The limitations possessed by each method described above require that a method be designed to overcome all existing weaknesses and be more practical to reveal misconceptions. Design a three-tier instrument by adding a third-tier to two-tier test (Dindar & Geban, 2011). The third-tier was asking for students’ level of confidence (LC) when answering the first and second tiers from each item. Such an action would provide certainty response index (CRI) that can help distinguish between students’ suffering from misconceptions and those who are simply lack of understanding.

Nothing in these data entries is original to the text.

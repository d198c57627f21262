use crate::ui::progress_message::{ProgressMessage, ProgressPhase};
use crate::ui::Icons;
use crossbeam::channel::{Receiver, Sender};
use indicatif::{MultiProgress, ProgressBar};
use std::thread;
use std::time::Duration;

/// Terminal progress for one or more concurrent repository builds.
///
/// Parsing gets a bar whose length grows as each repository announces its
/// file count; every later phase shares one spinner showing its label.
pub struct BuildProgress {
    mp: MultiProgress,
    handle: Option<thread::JoinHandle<()>>,
}

impl BuildProgress {
    pub fn new() -> (Self, Sender<ProgressMessage>) {
        let (tx, rx) = crossbeam::channel::unbounded::<ProgressMessage>();
        let visible = console::Term::stdout().is_term();

        let mp = MultiProgress::new();
        let (parsing, linking) = if visible {
            (
                mp.add(ProgressBar::new(0).with_message("Parsing files")),
                mp.add(ProgressBar::new_spinner()),
            )
        } else {
            (ProgressBar::hidden(), ProgressBar::hidden())
        };

        let handle = thread::spawn(move || drive(rx, parsing, linking));

        (Self { mp, handle: Some(handle) }, tx)
    }

    /// Wait for every sender to hang up, then remove the bars
    pub fn finish(mut self) {
        if let Some(handle) = self.handle.take() {
            let _ = handle.join();
        }
        self.mp.clear().ok();
    }
}

fn drive(rx: Receiver<ProgressMessage>, parsing: ProgressBar, linking: ProgressBar) {
    for msg in rx {
        match msg {
            ProgressMessage::Started { phase: ProgressPhase::Parsing, total } => {
                parsing.inc_length(total as u64);
            }
            ProgressMessage::Progress { phase: ProgressPhase::Parsing, file, .. } => {
                parsing.inc(1);
                if let Some(f) = file {
                    parsing.set_message(format!("Parsing: {}", f));
                }
            }
            ProgressMessage::Finished { phase: ProgressPhase::Parsing } => {
                if parsing.position() >= parsing.length().unwrap_or(0) {
                    parsing.finish_with_message("Done");
                }
            }
            ProgressMessage::Started { phase, .. } => {
                linking.set_message(format!("{} {}", Icons::GEAR, phase.label()));
                linking.enable_steady_tick(Duration::from_millis(100));
            }
            ProgressMessage::Finished { phase: ProgressPhase::Finalizing } => {
                linking.set_message("Done");
            }
            ProgressMessage::Error(e) => {
                linking.println(format!("{} {}", Icons::WARN, e));
            }
            _ => {}
        }
    }
    parsing.finish_and_clear();
    linking.finish_and_clear();
}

Yang & Sianturi (2019), Arslan et al. (2012), and Hasan et al. (1999) used the three-tier instrument to classify students’ conceptual understanding into three categories, namely, (1) scientific knowledge, (2) misconceptions, and (3) insufficient opinions. The first category belonged to those having correct answers in their answer (first-tier) and reasonings (second-tier) and was also sure about their responses (third-tier). The second category divided into three subcategories, that is, specific misconceptions (incorrect answers, wrong reasons, sure), false-negatives (correct answers, incorrect reasons, sure), and false-positive (incorrect answer, correct reasons, sure). The third category covered students with wrong answers as well as reasonings and was only do guessing when performing the test. The three-tier instrument has been shown in some fields but is still absent from the topic of Chemical Equilibrium (CE). This research is intended to develop a valid and reliable three-tier diagnostic instrument on the topic of Chemical Equilibrium abbreviated with TT-DICE.
Research method
This research is a developmental study aiming at developing a TT-DICE test used to identify students’ misconceptions on the topic of CE. The development of this test adopts three stages of test development formulated by Treagust (1988). These three stages are analysis of misconception propositions, a prototype of test development, and validity checks. The study employed a mixed-method approach combining qualitative and quantitative data analyses. The qualitative approach is used to describe the process of developing TT-DICE prototypes based on misconception propositions reported in the articles and other sources. The quantitative method is used to assess content validity, item validity, and reliability of the designed instruments.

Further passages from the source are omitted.